● **Problem description**:
Below are the entries; count how many lines contain the word "names" and reply with that number alone.
*** Data section
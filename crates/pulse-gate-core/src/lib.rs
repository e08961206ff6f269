#![warn(missing_docs)]
//! # pulse-gate-core
//!
//! ## Purpose
//! Defines the pure data model used across the `pulse-gate` workspace.
//!
//! ## Responsibilities
//! - Represent captured media assets as validated [`MediaHandle`] references.
//! - Model multipart submissions as ordered [`UploadRequest`] field lists.
//! - Carry upload outcomes as [`UploadResult`] values.
//!
//! ## Data flow
//! Capture code produces [`MediaHandle`] values. Submission steps assemble
//! them with text fields into an [`UploadRequest`]; the upload client turns a
//! successful response into an [`UploadResult`].
//!
//! ## Ownership and lifetimes
//! Handles, requests, and results own their string/byte data so capture,
//! submission, and projection stages never borrow from each other.
//!
//! ## Error model
//! Validation failures (blank locations, unnameable assets, malformed paths,
//! empty field names) return [`CoreError`] variants with caller-actionable
//! categorization.
//!
//! ## Security and privacy notes
//! This crate never reads or logs media bytes. Location URIs may embed device
//! file paths; display code should prefer [`MediaHandle::file_name`] over the
//! full location.
//!
//! ## Example
//! ```rust
//! use pulse_gate_core::{MediaHandle, MediaKind, UploadRequest};
//!
//! let clip = MediaHandle::new("file:///captures/clip-1.mp4", None, MediaKind::Video).unwrap();
//! let mut request = UploadRequest::new("/get_heart_rate").unwrap();
//! request.push_media("video", clip).unwrap();
//! assert_eq!(request.fields().len(), 1);
//! ```

use serde::{Deserialize, Serialize};
use thiserror::Error;

/// Default content type applied to image handles that carry none.
pub const DEFAULT_IMAGE_MIME: &str = "image/jpeg";

/// Default content type applied to video handles that carry none.
pub const DEFAULT_VIDEO_MIME: &str = "video/mp4";

/// Kind of captured asset a handle points at.
#[derive(Debug, Clone, Copy, PartialEq, Eq, Serialize, Deserialize)]
#[serde(rename_all = "snake_case")]
pub enum MediaKind {
    /// Still image taken by the picker.
    Image,
    /// Recorded video clip.
    Video,
}

impl MediaKind {
    /// Returns the content type assumed when a handle carries none.
    pub fn default_mime(&self) -> &'static str {
        match self {
            MediaKind::Image => DEFAULT_IMAGE_MIME,
            MediaKind::Video => DEFAULT_VIDEO_MIME,
        }
    }
}

/// Reference to one captured asset on the device.
///
/// A handle never owns the asset bytes; it records where the capture layer
/// finalized the asset and how to label it in a multipart body.
#[derive(Debug, Clone, PartialEq, Eq, Serialize, Deserialize)]
pub struct MediaHandle {
    /// Location URI reported by the capture layer.
    pub location: String,
    /// Content type reported by the capture layer, when known.
    pub mime_type: Option<String>,
    /// Asset kind.
    pub kind: MediaKind,
}

impl MediaHandle {
    /// Constructs a validated media handle.
    ///
    /// # Errors
    /// Returns [`CoreError::BlankMediaLocation`] when the location is blank.
    /// Returns [`CoreError::UnnameableMedia`] when the location's last path
    /// segment is empty, since the multipart part name is derived from it.
    pub fn new(
        location: impl Into<String>,
        mime_type: Option<String>,
        kind: MediaKind,
    ) -> Result<Self, CoreError> {
        let location = location.into();
        if location.trim().is_empty() {
            return Err(CoreError::BlankMediaLocation);
        }

        let handle = Self {
            location,
            mime_type,
            kind,
        };
        if handle.file_name().is_empty() {
            return Err(CoreError::UnnameableMedia(handle.location));
        }

        Ok(handle)
    }

    /// Returns the last path segment of the location URI.
    ///
    /// This is the file name attached to the asset's multipart part.
    pub fn file_name(&self) -> &str {
        self.location
            .rsplit('/')
            .next()
            .unwrap_or(self.location.as_str())
    }

    /// Returns the carried content type, or the kind default when absent.
    pub fn effective_mime(&self) -> &str {
        self.mime_type
            .as_deref()
            .filter(|mime| !mime.trim().is_empty())
            .unwrap_or_else(|| self.kind.default_mime())
    }

    /// Returns a log-safe label: kind plus file name, no directory path.
    pub fn log_label(&self) -> String {
        let kind = match self.kind {
            MediaKind::Image => "image",
            MediaKind::Video => "video",
        };
        format!("{kind}:{}", self.file_name())
    }
}

/// One value in a multipart submission.
#[derive(Debug, Clone, PartialEq, Eq, Serialize, Deserialize)]
pub enum FormValue {
    /// Scalar field serialized as a UTF-8 text part.
    Text(String),
    /// Captured asset serialized as a named binary part.
    Media(MediaHandle),
}

/// One named field in a multipart submission.
#[derive(Debug, Clone, PartialEq, Eq, Serialize, Deserialize)]
pub struct FormField {
    /// Part name used in the `Content-Disposition` header.
    pub name: String,
    /// Part value.
    pub value: FormValue,
}

/// Multipart submission addressed to one backend path.
///
/// Requests are assembled field by field and treated as immutable once handed
/// to the upload client.
#[derive(Debug, Clone, PartialEq, Eq, Serialize, Deserialize)]
pub struct UploadRequest {
    path: String,
    fields: Vec<FormField>,
}

impl UploadRequest {
    /// Creates an empty request for one endpoint path suffix.
    ///
    /// # Errors
    /// Returns [`CoreError::InvalidPath`] when the suffix does not start with
    /// `/` or is only the separator.
    pub fn new(path: impl Into<String>) -> Result<Self, CoreError> {
        let path = path.into();
        if !path.starts_with('/') || path.len() == 1 {
            return Err(CoreError::InvalidPath(path));
        }

        Ok(Self {
            path,
            fields: Vec::new(),
        })
    }

    /// Appends a scalar text field.
    ///
    /// # Errors
    /// Returns [`CoreError::EmptyFieldName`] when the name is blank.
    pub fn push_text(
        &mut self,
        name: impl Into<String>,
        value: impl Into<String>,
    ) -> Result<(), CoreError> {
        let name = validated_field_name(name)?;
        self.fields.push(FormField {
            name,
            value: FormValue::Text(value.into()),
        });
        Ok(())
    }

    /// Appends a captured asset field.
    ///
    /// # Errors
    /// Returns [`CoreError::EmptyFieldName`] when the name is blank.
    pub fn push_media(
        &mut self,
        name: impl Into<String>,
        media: MediaHandle,
    ) -> Result<(), CoreError> {
        let name = validated_field_name(name)?;
        self.fields.push(FormField {
            name,
            value: FormValue::Media(media),
        });
        Ok(())
    }

    /// Returns the endpoint path suffix.
    pub fn path(&self) -> &str {
        &self.path
    }

    /// Returns the ordered field list.
    pub fn fields(&self) -> &[FormField] {
        &self.fields
    }

    /// Returns the media handles attached to this request.
    pub fn media_handles(&self) -> impl Iterator<Item = &MediaHandle> {
        self.fields.iter().filter_map(|field| match &field.value {
            FormValue::Media(handle) => Some(handle),
            FormValue::Text(_) => None,
        })
    }
}

/// Outcome of one successful (2xx) upload.
#[derive(Debug, Clone, PartialEq, Serialize, Deserialize)]
pub struct UploadResult {
    /// HTTP status returned by the backend.
    pub status: u16,
    /// Raw response body as received.
    pub raw_response: String,
    /// Numeric metric extracted from the response by a derivation step.
    pub derived_metric: Option<f64>,
}

impl UploadResult {
    /// Creates a result with no derived metric.
    pub fn new(status: u16, raw_response: impl Into<String>) -> Self {
        Self {
            status,
            raw_response: raw_response.into(),
            derived_metric: None,
        }
    }

    /// Returns the result with the derived metric filled in.
    pub fn with_metric(mut self, metric: f64) -> Self {
        self.derived_metric = Some(metric);
        self
    }
}

fn validated_field_name(name: impl Into<String>) -> Result<String, CoreError> {
    let name = name.into();
    if name.trim().is_empty() {
        return Err(CoreError::EmptyFieldName);
    }
    Ok(name)
}

/// Error type for core domain validation failures.
#[derive(Debug, Error)]
pub enum CoreError {
    /// Media location cannot be blank.
    #[error("media location is blank")]
    BlankMediaLocation,
    /// Media location has no usable last path segment.
    #[error("media location has no file name segment: {0}")]
    UnnameableMedia(String),
    /// Endpoint path suffix is malformed.
    #[error("invalid endpoint path suffix: {0:?}")]
    InvalidPath(String),
    /// Multipart field names cannot be blank.
    #[error("form field name is empty")]
    EmptyFieldName,
}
******
● **Result of the task**:
2